= Elina Berglund =

Swedish physicist and entrepreneur

Elina Berglund Scherwitzl (born 1984) is a Swedish particle physicist and entrepreneur who, together with her husband Raoul Scherwitzl, has developed an app to indicate the days when a woman is most fertile. It can be used both for birth control and for planning a family. The app is marketed as Natural Cycles, which is also the name of the company the couple founded to produce it in 2013.

==Biography==
Born in 1984, Elina Berglund was raised in Malmö in southern Sweden. Her father is a professor of medicine, but both he and her mother are entrepreneurs, running several companies together. She began to be interested in physics at the age of five when her father talked to her about the universe. She went on to study engineering physics at the Lund Institute of Technology, receiving a master of science degree in 2008. She then spent three years at the University of Geneva, culminating in a PhD in elementary particle physics in 2011. In parallel with her studies, she collaborated in the ATLAS project at CERN, working with a team that would win the Nobel Prize for the discovery of the Higgs boson particle at CERN.

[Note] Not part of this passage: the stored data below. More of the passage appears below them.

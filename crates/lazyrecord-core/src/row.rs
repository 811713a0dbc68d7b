//! A fetched database row.

use crate::value::{Value, ValueMap};

/// A single row returned by a statement, with its column names in select order.
#[derive(Debug, Clone, PartialEq, Default)]
pub struct Row {
    columns: Vec<String>,
    values: Vec<Value>,
}

impl Row {
    /// Create a row from parallel column and value lists.
    ///
    /// Extra entries on either side are dropped.
    pub fn new(mut columns: Vec<String>, mut values: Vec<Value>) -> Self {
        let len = columns.len().min(values.len());
        columns.truncate(len);
        values.truncate(len);
        Self { columns, values }
    }

    /// Create a row from `(column, value)` pairs.
    pub fn from_pairs<K, V, I>(pairs: I) -> Self
    where
        K: Into<String>,
        V: Into<Value>,
        I: IntoIterator<Item = (K, V)>,
    {
        let (columns, values) = pairs
            .into_iter()
            .map(|(k, v)| (k.into(), v.into()))
            .unzip();
        Self { columns, values }
    }

    pub fn len(&self) -> usize {
        self.values.len()
    }

    pub fn is_empty(&self) -> bool {
        self.values.is_empty()
    }

    pub fn columns(&self) -> &[String] {
        &self.columns
    }

    /// Get a value by column name.
    pub fn get(&self, column: &str) -> Option<&Value> {
        self.columns
            .iter()
            .position(|c| c == column)
            .map(|i| &self.values[i])
    }

    /// Get a value by position.
    pub fn get_index(&self, index: usize) -> Option<&Value> {
        self.values.get(index)
    }

    pub fn iter(&self) -> impl Iterator<Item = (&str, &Value)> {
        self.columns
            .iter()
            .map(String::as_str)
            .zip(self.values.iter())
    }

    /// Consume the row into an ordered column → value map.
    pub fn into_map(self) -> ValueMap {
        self.columns.into_iter().zip(self.values).collect()
    }
}

impl From<ValueMap> for Row {
    fn from(map: ValueMap) -> Self {
        let (columns, values) = map.into_iter().unzip();
        Self { columns, values }
    }
}

#[cfg(test)]
mod tests {
    use super::*;

    #[test]
    fn test_row_lookup() {
        let row = Row::from_pairs([("id", Value::Int(1)), ("title", Value::from("Dune"))]);
        assert_eq!(row.len(), 2);
        assert_eq!(row.get("title"), Some(&Value::from("Dune")));
        assert_eq!(row.get("missing"), None);
        assert_eq!(row.get_index(0), Some(&Value::Int(1)));
    }

    #[test]
    fn test_into_map_keeps_order() {
        let row = Row::new(
            vec!["z".into(), "a".into(), "extra".into()],
            vec![Value::Int(1), Value::Int(2)],
        );
        let map = row.into_map();
        let keys: Vec<&str> = map.keys().map(String::as_str).collect();
        assert_eq!(keys, vec!["z", "a"]);
    }
}
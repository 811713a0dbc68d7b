//! MySQL DDL builder.

use lazyrecord_core::Dialect;

use super::DdlBuilder;
use crate::column::ColumnDef;
use crate::isa::Isa;
use crate::registry::SchemaRegistry;

/// DDL builder for MySQL and MariaDB.
#[derive(Debug, Clone, Copy)]
pub struct MysqlDdlBuilder<'a> {
    registry: &'a SchemaRegistry,
}

impl<'a> MysqlDdlBuilder<'a> {
    pub fn new(registry: &'a SchemaRegistry) -> Self {
        Self { registry }
    }
}

impl DdlBuilder for MysqlDdlBuilder<'_> {
    fn dialect(&self) -> Dialect {
        Dialect::Mysql
    }

    fn registry(&self) -> &SchemaRegistry {
        self.registry
    }

    fn column_type(&self, column: &ColumnDef) -> String {
        match column.isa {
            Isa::Str => "text",
            Isa::Int => "int",
            Isa::Bool => "tinyint(1)",
            Isa::Float => "double",
            Isa::Date => "date",
            Isa::DateTime => "datetime",
        }
        .to_string()
    }

    fn auto_increment_clause(&self) -> Option<&'static str> {
        Some("AUTO_INCREMENT")
    }
}

#[cfg(test)]
mod tests {
    use super::super::test_support::*;
    use super::*;

    #[test]
    fn test_create_table_uses_backticks() {
        let registry = SchemaRegistry::new();
        let schema = make_schema(
            "hero",
            "heroes",
            vec![
                make_column("id", Isa::Int).primary(true).auto_increment(true),
                make_column("active", Isa::Bool).default(true),
            ],
        );
        let stmts = MysqlDdlBuilder::new(&registry).build(&schema, true).unwrap();
        assert_eq!(stmts[0], "DROP TABLE IF EXISTS `heroes`");
        assert_eq!(
            stmts[1],
            "CREATE TABLE `heroes` (\n  `id` int PRIMARY KEY AUTO_INCREMENT,\n  `active` tinyint(1) DEFAULT 1\n)"
        );
    }

    #[test]
    fn test_has_one_reference_quoting() {
        let registry = library();
        let author = registry.require("author").unwrap();
        let stmts = MysqlDdlBuilder::new(&registry).build(&author, false).unwrap();
        assert!(stmts[0].contains("`profile_id` int REFERENCES `profiles`"));
    }
}
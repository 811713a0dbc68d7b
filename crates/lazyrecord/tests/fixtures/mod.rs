//! Shared schemas and a scripted database for the lazyrecord integration tests.
#![allow(dead_code)]

use std::sync::Arc;
use std::sync::atomic::{AtomicUsize, Ordering};

use lazyrecord::prelude::*;
use lazyrecord_core::testing::{MockConnection, MockProvider};

fn int_pk() -> ColumnDef {
    ColumnDef::new("id").isa(Isa::Int).primary(true).auto_increment(true)
}

pub fn author() -> Schema {
    Schema::builder("author")
        .table("authors")
        .column(int_pk())
        .column(ColumnDef::new("name").required(true).label("Name"))
        .relation("books", RelationDef::has_many("id", "book", "author_id"))
        .build()
        .unwrap()
}

pub fn book() -> Schema {
    Schema::builder("book")
        .table("books")
        .column(int_pk())
        .column(ColumnDef::new("author_id").isa(Isa::Int))
        .column(ColumnDef::new("title").required(true).label("Title"))
        .column(ColumnDef::new("published_at").isa(Isa::DateTime))
        .relation("author", RelationDef::belongs_to("author_id", "author", "id"))
        .relation("book_tags", RelationDef::has_many("id", "book_tag", "book_id"))
        .relation("tags", RelationDef::many_to_many("book_tags", "tag"))
        .relation("labels", RelationDef::many_to_many("book_labels", "tag"))
        .build()
        .unwrap()
}

pub fn book_tag() -> Schema {
    Schema::builder("book_tag")
        .table("book_tags")
        .column(int_pk())
        .column(ColumnDef::new("book_id").isa(Isa::Int))
        .column(ColumnDef::new("tag_id").isa(Isa::Int))
        .relation("tag", RelationDef::belongs_to("tag_id", "tag", "id"))
        .build()
        .unwrap()
}

pub fn tag() -> Schema {
    Schema::builder("tag")
        .table("tags")
        .column(int_pk())
        .column(ColumnDef::new("name").required(true))
        .build()
        .unwrap()
}

pub fn library() -> SchemaRegistry {
    SchemaRegistry::from_schemas([author(), book(), book_tag(), tag()]).unwrap()
}

/// A database over [`library`] backed by a scripted SQLite-dialect connection.
pub fn database(config: RecordConfig) -> (Database, Arc<MockConnection>) {
    let conn = Arc::new(MockConnection::new());
    let provider = Arc::new(MockProvider::sqlite(Arc::clone(&conn)));
    let db = Database::builder(library(), provider).config(config).build();
    (db, conn)
}

pub fn book_row(id: i64, author_id: i64, title: &str) -> Row {
    Row::from_pairs([
        ("id", Value::Int(id)),
        ("author_id", Value::Int(author_id)),
        ("title", Value::from(title)),
    ])
}

/// Grants every right and counts how often it was asked.
#[derive(Debug, Default, Clone)]
pub struct CountingHooks {
    pub checks: Arc<AtomicUsize>,
}

impl CountingHooks {
    pub fn checks(&self) -> usize {
        self.checks.load(Ordering::SeqCst)
    }
}

impl ModelHooks for CountingHooks {
    fn current_user_can(
        &self,
        _user: Option<&lazyrecord::CurrentUser>,
        _right: Right,
        _args: &ValueMap,
    ) -> bool {
        self.checks.fetch_add(1, Ordering::SeqCst);
        true
    }
}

One month after the announcement of Higgs boson discovery in the summer of 2012, Berglund left CERN as the experiment facility was closing for an upgrade over the next two years. She married her physicist colleague Raoul Scherwitzl and the couple started to think about raising a family. After deciding to stop using the contraceptive pill, she began to analyse her body temperature in order to reveal the days when she was most fertile. "I wanted to give my body a break from the pill," she explained, "but I couldn't find any good forms of natural birth control, so I wrote an algorithm for myself." With her husband's encouragement, this led her to develop a fertility app, suitable for use by any woman.

The couple gave up their physics jobs and moved to Sweden to concentrate on developing and marketing the app, founding the company Natural Cycles in 2013. They successfully used the app to plan the birth of their daughter. Although they began to market the product in 2014 with approval from the Swedish Medicinal Products Agency, they ran into trouble the following year when the agency revoked approval, forcing them to remove any reference to contraception in marketing the app. It was only in February 2017 that they finally received approval from the German inspection and certification organisation Tüv Süd, allowing them to market the product throughout Europe. It was the first time a technical device of this type had been approved for contraception anywhere in the world.

When asked by Mimmi Rito of Visma whether she intended to spend her life working on the app, she replied: "No, but I think I will always work with something involving data, analysing data, drawing conclusions, applying data to something or other. It does not need to be physical, it does not need to be contraception, but that's the common denominator now, and I think it will always continue to be."

==Awards==
In 2015, Berglund received the Women in Tech Foundation's Entrepreneurial Award.